I have only recently started working with Tensorflow2. I'm trying to re-program a script that randomly cuts squares out of images. The original code comes from this github repository: Link. I fail due to the tf.while_for() loop in Tensorflow2. But here is the code I wrote so far:
def random_erasing(img, probability = 0.5, sl = 0.02, sh = 0.4, r1 = 0.3):
'''
img is a 3-D variable (ex: tf.Variable(image, validate_shape=False) ) and HWC order
probability: The probability that the operation will be performed.
sl: min erasing area
sh: max erasing area
r1: min aspect ratio
mean: erasing value
'''
i = tf.constant(0)
N = tf.constant(100)
while_condition = lambda i: tf.less(i, N)
def body(i):
def calculate_valid_boxes(h, w):
h_tmp = tf.Variable(tf.shape(img)[1]-h, dtype=tf.dtypes.int32)
w_tmp = tf.Variable(tf.shape(img)[2]-w, dtype=tf.dtypes.int32)
# x1 = random.randint(0, img.size()[1] - h)
# y1 = random.randint(0, img.size()[2] - w)
x1 = tf.map_fn(lambda x: tf.random.uniform([], minval=0, maxval=x, dtype=tf.dtypes.int32), h_tmp)
y1 = tf.map_fn(lambda x: tf.random.uniform([], minval=0, maxval=x, dtype=tf.dtypes.int32), w_tmp)
return x1, y1
area = tf.shape(img)[1] * tf.shape(img)[2]
target_area = tf.random.uniform([3], minval=sl, maxval=sh, dtype=tf.dtypes.float64) * tf.cast(area, tf.dtypes.float64)

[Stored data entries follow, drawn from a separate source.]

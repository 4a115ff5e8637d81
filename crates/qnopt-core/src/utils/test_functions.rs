//! Standard objectives for tests, benchmarks and demos.
//!
//! Every function implements both [`EvaluationLogic`] (analytic gradient)
//! and [`Objective`] (value only, for finite differences).

use crate::{
    core::evaluation::{EvaluationLogic, Objective},
    error::{OptimizerError, Result},
    types::{DMatrix, DVector, Scalar},
};

fn check_len<T: Scalar>(x: &DVector<T>, expected: usize) -> Result<()> {
    if x.len() == expected {
        Ok(())
    } else {
        Err(OptimizerError::dimension_mismatch(expected, x.len()))
    }
}

/// Booth function `(x0 + 2 x1 - 7)² + (2 x0 + x1 - 5)²`, minimum 0 at `(1, 3)`.
#[derive(Debug, Clone, Copy, Default)]
pub struct Booth;

impl Booth {
    /// Value and gradient at `x`.
    pub fn value_and_gradient<T: Scalar>(x: &DVector<T>) -> Result<(T, DVector<T>)> {
        check_len(x, 2)?;
        let two = <T as Scalar>::from_f64(2.0);
        let four = <T as Scalar>::from_f64(4.0);
        let a = x[0] + two * x[1] - <T as Scalar>::from_f64(7.0);
        let b = two * x[0] + x[1] - <T as Scalar>::from_f64(5.0);
        let g = DVector::from_vec(vec![two * a + four * b, four * a + two * b]);
        Ok((a * a + b * b, g))
    }
}

impl<T: Scalar> EvaluationLogic<T> for Booth {
    fn evaluate(&mut self, x: &DVector<T>, _step: T) -> Result<(T, DVector<T>)> {
        Self::value_and_gradient(x)
    }
}

impl<T: Scalar> Objective<T> for Booth {
    fn value(&self, x: &DVector<T>) -> Result<T> {
        Self::value_and_gradient(x).map(|(f, _)| f)
    }
}

/// Extended Rosenbrock function `Σ 100 (x_{i+1} - x_i²)² + (1 - x_i)²`.
///
/// Minimum 0 at the all-ones vector.
#[derive(Debug, Clone, Copy)]
pub struct Rosenbrock {
    n: usize,
}

impl Rosenbrock {
    /// Rosenbrock function in `n >= 2` variables.
    pub fn new(n: usize) -> Self {
        Self { n }
    }

    /// Problem dimension.
    pub fn dimension(&self) -> usize {
        self.n
    }

    /// Value and gradient at `x`.
    pub fn value_and_gradient<T: Scalar>(&self, x: &DVector<T>) -> Result<(T, DVector<T>)> {
        check_len(x, self.n)?;
        let hundred = <T as Scalar>::from_f64(100.0);
        let two = <T as Scalar>::from_f64(2.0);
        let mut f = T::zero();
        let mut g = DVector::zeros(self.n);

        for i in 0..self.n.saturating_sub(1) {
            let t1 = x[i + 1] - x[i] * x[i];
            let t2 = T::one() - x[i];
            f += hundred * t1 * t1 + t2 * t2;
            g[i] -= two * (two * hundred * x[i] * t1 + t2);
            g[i + 1] += two * hundred * t1;
        }

        Ok((f, g))
    }
}

impl<T: Scalar> EvaluationLogic<T> for Rosenbrock {
    fn evaluate(&mut self, x: &DVector<T>, _step: T) -> Result<(T, DVector<T>)> {
        self.value_and_gradient(x)
    }
}

impl<T: Scalar> Objective<T> for Rosenbrock {
    fn value(&self, x: &DVector<T>) -> Result<T> {
        self.value_and_gradient(x).map(|(f, _)| f)
    }
}

/// Separable quadratic `Σ w_i (x_i - c_i)²`, minimum 0 at `c`.
#[derive(Debug, Clone)]
pub struct ShiftedQuadratic<T: Scalar> {
    center: DVector<T>,
    weights: DVector<T>,
}

impl<T: Scalar> ShiftedQuadratic<T> {
    /// Unit-weight quadratic centered at `center`.
    pub fn new(center: DVector<T>) -> Self {
        let weights = DVector::from_element(center.len(), T::one());
        Self { center, weights }
    }

    /// Sets positive per-coordinate weights, which control the conditioning.
    pub fn with_weights(mut self, weights: DVector<T>) -> Self {
        self.weights = weights;
        self
    }

    /// The minimizer.
    pub fn center(&self) -> &DVector<T> {
        &self.center
    }

    /// Value and gradient at `x`.
    pub fn value_and_gradient(&self, x: &DVector<T>) -> Result<(T, DVector<T>)> {
        check_len(x, self.center.len())?;
        let two = <T as Scalar>::from_f64(2.0);
        let diff = x - &self.center;
        let weighted = diff.component_mul(&self.weights);
        Ok((weighted.dot(&diff), weighted * two))
    }
}

impl<T: Scalar> EvaluationLogic<T> for ShiftedQuadratic<T> {
    fn evaluate(&mut self, x: &DVector<T>, _step: T) -> Result<(T, DVector<T>)> {
        self.value_and_gradient(x)
    }
}

impl<T: Scalar> Objective<T> for ShiftedQuadratic<T> {
    fn value(&self, x: &DVector<T>) -> Result<T> {
        self.value_and_gradient(x).map(|(f, _)| f)
    }
}

/// Least-squares loss `½ ‖A x - b‖²`, the smooth part of a lasso problem.
#[derive(Debug, Clone)]
pub struct LeastSquares<T: Scalar> {
    a: DMatrix<T>,
    b: DVector<T>,
}

impl<T: Scalar> LeastSquares<T> {
    /// Creates the loss for design matrix `a` and targets `b`.
    pub fn new(a: DMatrix<T>, b: DVector<T>) -> Self {
        Self { a, b }
    }

    /// Number of unknowns.
    pub fn dimension(&self) -> usize {
        self.a.ncols()
    }

    /// Value and gradient at `x`.
    pub fn value_and_gradient(&self, x: &DVector<T>) -> Result<(T, DVector<T>)> {
        check_len(x, self.a.ncols())?;
        let residual = &self.a * x - &self.b;
        let f = <T as Scalar>::from_f64(0.5) * residual.dot(&residual);
        Ok((f, self.a.tr_mul(&residual)))
    }
}

impl<T: Scalar> EvaluationLogic<T> for LeastSquares<T> {
    fn evaluate(&mut self, x: &DVector<T>, _step: T) -> Result<(T, DVector<T>)> {
        self.value_and_gradient(x)
    }
}

impl<T: Scalar> Objective<T> for LeastSquares<T> {
    fn value(&self, x: &DVector<T>) -> Result<T> {
        self.value_and_gradient(x).map(|(f, _)| f)
    }
}

#[cfg(test)]
mod tests {
    use super::*;
    use crate::core::evaluation::FiniteDifference;
    use approx::assert_relative_eq;

    fn assert_gradient_matches<O>(objective: O, x: &DVector<f64>)
    where
        O: EvaluationLogic<f64> + Objective<f64> + Clone,
    {
        let (_, analytic) = objective.clone().evaluate(x, 0.0).unwrap();
        let numeric = FiniteDifference::new(objective).gradient(x).unwrap();
        for i in 0..x.len() {
            assert_relative_eq!(analytic[i], numeric[i], epsilon = 1e-5, max_relative = 1e-6);
        }
    }

    #[test]
    fn test_booth_minimum_and_gradient() {
        let (f, g) = Booth::value_and_gradient(&DVector::from_vec(vec![1.0, 3.0])).unwrap();
        assert_relative_eq!(f, 0.0);
        assert_relative_eq!(g.norm(), 0.0);
        assert_gradient_matches(Booth, &DVector::from_vec(vec![-0.5, 2.0]));
    }

    #[test]
    fn test_rosenbrock_minimum_and_gradient() {
        let rosen = Rosenbrock::new(4);
        let (f, g) = rosen
            .value_and_gradient(&DVector::from_element(4, 1.0))
            .unwrap();
        assert_relative_eq!(f, 0.0);
        assert_relative_eq!(g.norm(), 0.0);
        assert_gradient_matches(rosen, &DVector::from_vec(vec![-1.2, 1.0, 0.3, -0.7]));
    }

    #[test]
    fn test_shifted_quadratic_and_least_squares_gradients() {
        let quad = ShiftedQuadratic::new(DVector::from_vec(vec![1.0, -2.0, 3.0]))
            .with_weights(DVector::from_vec(vec![1.0, 10.0, 0.1]));
        assert_gradient_matches(quad, &DVector::from_vec(vec![0.0, 0.5, -1.0]));

        let ls = LeastSquares::new(
            DMatrix::from_row_slice(3, 2, &[1.0, 2.0, 0.5, -1.0, 3.0, 0.0]),
            DVector::from_vec(vec![1.0, 0.0, 2.0]),
        );
        assert_eq!(ls.dimension(), 2);
        assert_gradient_matches(ls, &DVector::from_vec(vec![0.3, -0.4]));
    }

    #[test]
    fn test_dimension_mismatch() {
        let err = Rosenbrock::new(3)
            .value_and_gradient(&DVector::from_vec(vec![1.0, 1.0]))
            .unwrap_err();
        assert_eq!(err.to_string(), "Dimension mismatch: expected 3, got 2");
    }
}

aspect_ratio = tf.cast(tf.random.uniform([3], minval=r1, maxval=1/r1), tf.dtypes.float64)
h = tf.cast(tf.math.round(tf.sqrt(target_area * aspect_ratio)), tf.dtypes.int32)
w = tf.cast(tf.math.round(tf.sqrt(target_area / aspect_ratio)), tf.dtypes.int32)
# if condition: w < img.size()[2] and h < img.size()[1]:
cond_1 = tf.less(w, tf.shape(img)[2])
cond_2 = tf.less(h,tf.shape(img)[1])
x1 = tf.cond(tf.cast(tf.logical_and(cond_1, cond_2), tf.int32) == 3, lambda: calculate_valid_boxes(h, w))
return h, w, x1, y1
# mask_size= area of cutout, offset= place of cutout, constant_value=pixel value to fill in at cutout
image = tfa.image.cutout(img, mask_size=(h, w), offset=(x1, y1), constant_values=255)
return image
My problem lies in the following line:
x1 = tf.cond(tf.cast(tf.logical_and(cond_1, cond_2), tf.int32) == 3, calculate_valid_boxes(h, w))
I always get "Exception has occurred: TypeError cond(): false_fn argument required" messages. I want to call the function "calculate_valid_boxes()" in this line if the statement is true or if the statement is false I want to jump to a new iteration.
In plain Python you could solve this either with "break" or "continue" statement (depending on the implementation) but with Tensorflow2 I'm not able to find a solution.
If the information is relevant, the function works with a batch of images.